Tout en félicitant René Massiga Diouf pour son ouvrage « écrit de manière didactique et très pédagogique avec une approche et une analyse accessible aux étudiants et aux chercheurs », Moustapha Niasse l’invite à faire un autre ouvrage sur la diplomatie comme moyen de développement économique et social.
Pour Mame Less Camara, modérateur de la rencontre, il est heureux de constater qu’une nouvelle génération de journalistes, loin de se contenter de faire des émissions et d’écrire des articles, essaient d’aller un plus en profondeur dans certains sujets d’intérêt national. « C’est inédit et c’est un honneur pour notre corporation. Mais pour le faire, il faut s’armer de patience et de savoir comme René Massiga Diouf qui a passé beaucoup de temps de sa jeune vie à apprendre ».
Sur la question des errances sur laquelle il a été interpellé, René Massiga Diouf a rétorqué qu’il n’utilise pas ce terme dans un sens péjoratif ou négatif.
Il entend par ce mot, « une période de flottement pendant laquelle on se lâche un peu, une période où l’on ne s’inscrit plus dans la ligne qu’on avait définie auparavant ». Même s’il admet que c’est sous le président Abdoulaye Wade qu’on a observé plus d’errances dans la diplomatie sénégalaise.
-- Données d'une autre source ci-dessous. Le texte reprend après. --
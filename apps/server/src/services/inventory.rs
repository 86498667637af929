//! Admin inventory operations: arrivals, discards, edits, cleanup.

use std::time::Duration;

use serde::Serialize;
use tracing::{debug, info, warn};

use vape_core::validation::{validate_product_draft, DraftMode};
use vape_core::{ArrivalKind, CleanupReport, DepletionMarker, Ledger, Product, ProductDraft, ProductKind};

use crate::error::ApiResult;
use crate::services::ledger::publish_inventory_report;
use crate::state::AppState;

const ARRIVAL_UPDATED: &str = "✅ Товар оновлено!";
const ARRIVAL_ADDED: &str = "✅ Новий товар додано!";
const LEDGER_CREATED: &str = "✅ Новий лог створено";

#[derive(Debug, Clone, Serialize)]
#[serde(rename_all = "camelCase")]
pub struct ArrivalResponse {
    pub kind: ArrivalKind,
    pub product: Product,
    pub ledger: Ledger,
    /// The operation label the report was sent with.
    pub message: String,
}

#[derive(Debug, Clone, Serialize)]
#[serde(rename_all = "camelCase")]
pub struct DiscardResponse {
    pub label: String,
    pub remaining: i64,
    pub depleted: Option<DepletionMarker>,
    pub ledger: Ledger,
}

/// Receives stock: merges into an existing liquid or creates a product,
/// then sends the inventory report.
pub async fn receive_arrival(state: &AppState, draft: &ProductDraft) -> ApiResult<ArrivalResponse> {
    let spec = validate_product_draft(draft, DraftMode::Arrival)?;
    let outcome = state.db.products().receive_arrival(&spec).await?;

    wait_until_visible(state, spec.kind, &spec.brand).await?;

    let message = if !state.db.ledger().exists().await? {
        LEDGER_CREATED
    } else {
        match outcome.kind {
            ArrivalKind::Updated => ARRIVAL_UPDATED,
            ArrivalKind::Added => ARRIVAL_ADDED,
        }
    };

    let ledger = publish_inventory_report(state, message, &[]).await?;

    Ok(ArrivalResponse {
        kind: outcome.kind,
        product: outcome.product,
        ledger,
        message: message.to_string(),
    })
}

/// Polls until `brand` is listed among in-stock products of `kind`.
///
/// Returns whether it showed up; the report goes out either way.
async fn wait_until_visible(state: &AppState, kind: ProductKind, brand: &str) -> ApiResult<bool> {
    let attempts = state.config.inventory.visibility_attempts.max(1);
    let delay = Duration::from_millis(state.config.inventory.visibility_delay_ms);

    for attempt in 1..=attempts {
        if state.db.products().brand_visible(kind, brand).await? {
            debug!(brand = %brand, attempt, "Arrival visible");
            return Ok(true);
        }
        if attempt < attempts {
            tokio::time::sleep(delay).await;
        }
    }

    warn!(brand = %brand, kind = %kind, attempts, "Arrival not visible, computing total anyway");
    Ok(false)
}

/// Writes off one unit and sends the inventory report.
pub async fn discard(state: &AppState, product_id: &str, flavor: Option<&str>) -> ApiResult<DiscardResponse> {
    let outcome = state.db.products().discard_one(product_id, flavor).await?;

    let operation = format!("🗑️ Списано 1 од.: {}", outcome.label);
    let depleted: Vec<String> = outcome.newly_depleted.iter().map(|m| m.label.clone()).collect();
    let ledger = publish_inventory_report(state, &operation, &depleted).await?;

    Ok(DiscardResponse {
        label: outcome.label,
        remaining: outcome.remaining,
        depleted: outcome.newly_depleted,
        ledger,
    })
}

/// Replaces a product's fields; refreshes the total without notifying.
pub async fn edit_product(state: &AppState, id: &str, draft: &ProductDraft) -> ApiResult<Product> {
    let spec = validate_product_draft(draft, DraftMode::Edit)?;
    let product = state.db.products().update(id, &spec).await?;
    state.db.ledger().refresh_total().await?;

    info!(product_id = %id, brand = %product.brand, "Product edited");
    Ok(product)
}

pub async fn delete_product(state: &AppState, id: &str) -> ApiResult<Ledger> {
    state.db.products().delete(id).await?;
    let ledger = state.db.ledger().refresh_total().await?;
    Ok(ledger)
}

/// Deletes sold-out products and prunes empty flavors.
pub async fn cleanup(state: &AppState) -> ApiResult<CleanupReport> {
    let report = state.db.products().cleanup().await?;
    state.db.ledger().refresh_total().await?;
    Ok(report)
}

#[cfg(test)]
mod tests {
    use super::*;
    use crate::error::ErrorCode;
    use crate::notify::tests::{dispatcher_with, Inbox};
    use crate::notify::NotificationDispatcher;
    use crate::test_support::{liquid_draft, test_state_with, unit_draft};
    use vape_core::{Flavor, Money};

    #[tokio::test]
    async fn test_first_arrival_creates_ledger() {
        let inbox = Inbox::default();
        let state = test_state_with(dispatcher_with(inbox.clone()).await).await;

        let first = receive_arrival(&state, &liquid_draft("Elf", 100, &[("Mint", 5)]))
            .await
            .unwrap();
        assert_eq!(first.kind, ArrivalKind::Added);
        assert_eq!(first.message, LEDGER_CREATED);
        assert_eq!(first.ledger.total, Money::from_hryvnias(500));

        let second = receive_arrival(&state, &liquid_draft("elf", 100, &[("mint", 2), ("Grape", 1)]))
            .await
            .unwrap();
        assert_eq!(second.kind, ArrivalKind::Updated);
        assert_eq!(second.message, ARRIVAL_UPDATED);
        assert_eq!(
            second.product.flavors,
            vec![Flavor::new("Mint", 7), Flavor::new("Grape", 1)]
        );

        let third = receive_arrival(&state, &unit_draft(ProductKind::Nicoboosters, "Boost", 40, 3))
            .await
            .unwrap();
        assert_eq!(third.message, ARRIVAL_ADDED);

        let texts = inbox.texts().await;
        assert_eq!(texts.len(), 6);
        assert!(texts[0].starts_with("🧾 <b>✅ Новий лог створено</b>"));
        assert!(texts[2].starts_with("🧾 <b>✅ Товар оновлено!</b>"));
    }

    #[tokio::test]
    async fn test_invalid_arrival_rejected() {
        let state = test_state_with(NotificationDispatcher::disabled()).await;
        let mut draft = liquid_draft("Elf", 100, &[("Mint", 5)]);
        draft.volume_ml = Some(20);

        let err = receive_arrival(&state, &draft).await.unwrap_err();
        assert_eq!(err.code, ErrorCode::ValidationError);
        assert!(state.db.products().list(None).await.unwrap().is_empty());
    }

    #[tokio::test]
    async fn test_oversized_arrival_leaves_shop_usable() {
        let state = test_state_with(NotificationDispatcher::disabled()).await;
        receive_arrival(&state, &liquid_draft("Elf", 100, &[("Mint", 2)]))
            .await
            .unwrap();

        let mut draft = unit_draft(ProductKind::Cartridges, "Big", 1, 100_000);
        draft.sale_price_kopecks = Some(1_000_000_000_000_000);
        let err = receive_arrival(&state, &draft).await.unwrap_err();
        assert_eq!(err.code, ErrorCode::ValidationError);
        assert!(err.message.contains("salePrice"));

        assert_eq!(state.db.products().list(None).await.unwrap().len(), 1);
        let ledger = state.db.ledger().refresh_total().await.unwrap();
        assert_eq!(ledger.total, Money::from_hryvnias(200));
    }

    #[tokio::test]
    async fn test_discard_last_unit_reports_depletion() {
        let inbox = Inbox::default();
        let state = test_state_with(dispatcher_with(inbox.clone()).await).await;
        let elf = receive_arrival(&state, &liquid_draft("Elf", 100, &[("Mint", 1), ("Grape", 2)]))
            .await
            .unwrap()
            .product;
        inbox.messages.lock().await.clear();

        let response = discard(&state, &elf.id, Some("Mint")).await.unwrap();
        assert_eq!(response.remaining, 0);
        assert!(response.depleted.is_some());
        assert_eq!(response.ledger.total, Money::from_hryvnias(200));

        let texts = inbox.texts().await;
        assert_eq!(texts.len(), 3);
        assert!(texts[0].starts_with("🧾 <b>🗑️ Списано 1 од.: Elf 30 ml Mint</b>"));
        assert!(!texts[1].contains("Mint"));
        assert!(texts[2].contains("• Elf 30 ml Mint"));

        let err = discard(&state, &elf.id, Some("Mint")).await.unwrap_err();
        assert_eq!(err.code, ErrorCode::NotFound);
    }

    #[tokio::test]
    async fn test_edit_refreshes_total_silently() {
        let inbox = Inbox::default();
        let state = test_state_with(dispatcher_with(inbox.clone()).await).await;
        let xros = receive_arrival(&state, &unit_draft(ProductKind::Cartridges, "XROS", 150, 2))
            .await
            .unwrap()
            .product;
        inbox.messages.lock().await.clear();

        let edited = edit_product(&state, &xros.id, &unit_draft(ProductKind::Cartridges, "XROS 2", 200, 4))
            .await
            .unwrap();
        assert_eq!(edited.brand, "XROS 2");
        assert_eq!(state.db.ledger().get().await.unwrap().total, Money::from_hryvnias(800));
        assert!(inbox.texts().await.is_empty());

        let err = edit_product(&state, &xros.id, &unit_draft(ProductKind::Nicoboosters, "XROS", 1, 1))
            .await
            .unwrap_err();
        assert_eq!(err.code, ErrorCode::BusinessLogic);
    }

    #[tokio::test]
    async fn test_delete_and_cleanup() {
        let state = test_state_with(NotificationDispatcher::disabled()).await;
        let empty = receive_arrival(&state, &unit_draft(ProductKind::Cartridges, "Old", 100, 0))
            .await
            .unwrap()
            .product;
        let kept = receive_arrival(&state, &unit_draft(ProductKind::Cartridges, "New", 100, 1))
            .await
            .unwrap()
            .product;

        let report = cleanup(&state).await.unwrap();
        assert_eq!(report.deleted.len(), 1);
        assert!(state.db.products().get_by_id(&empty.id).await.unwrap().is_none());

        let ledger = delete_product(&state, &kept.id).await.unwrap();
        assert_eq!(ledger.total, Money::zero());
        let err = delete_product(&state, &kept.id).await.unwrap_err();
        assert_eq!(err.code, ErrorCode::NotFound);
    }
}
L’auteur reconnaît que celles-ci ne sont l’apanage d’aucun régime. « Ces errances sont à des niveaux différenciés. Par exemple, sous Wade, on a eu des effets d’éclats au niveau international et cela a créé une situation où le Sénégal a été obligé de dépêcher des émissaires pour sauver les meubles. C’est le cas avec la déclaration sur la Côte d’Ivoire à propos des Burkinabés et qui a conduit au saccage de beaucoup de commerces sénégalais à Abidjan. Il a fallu alors que le Premier ministre de l’époque, Moustapha Niasse, s’y rende pour faire baisser la tension », a-t-il rappelé.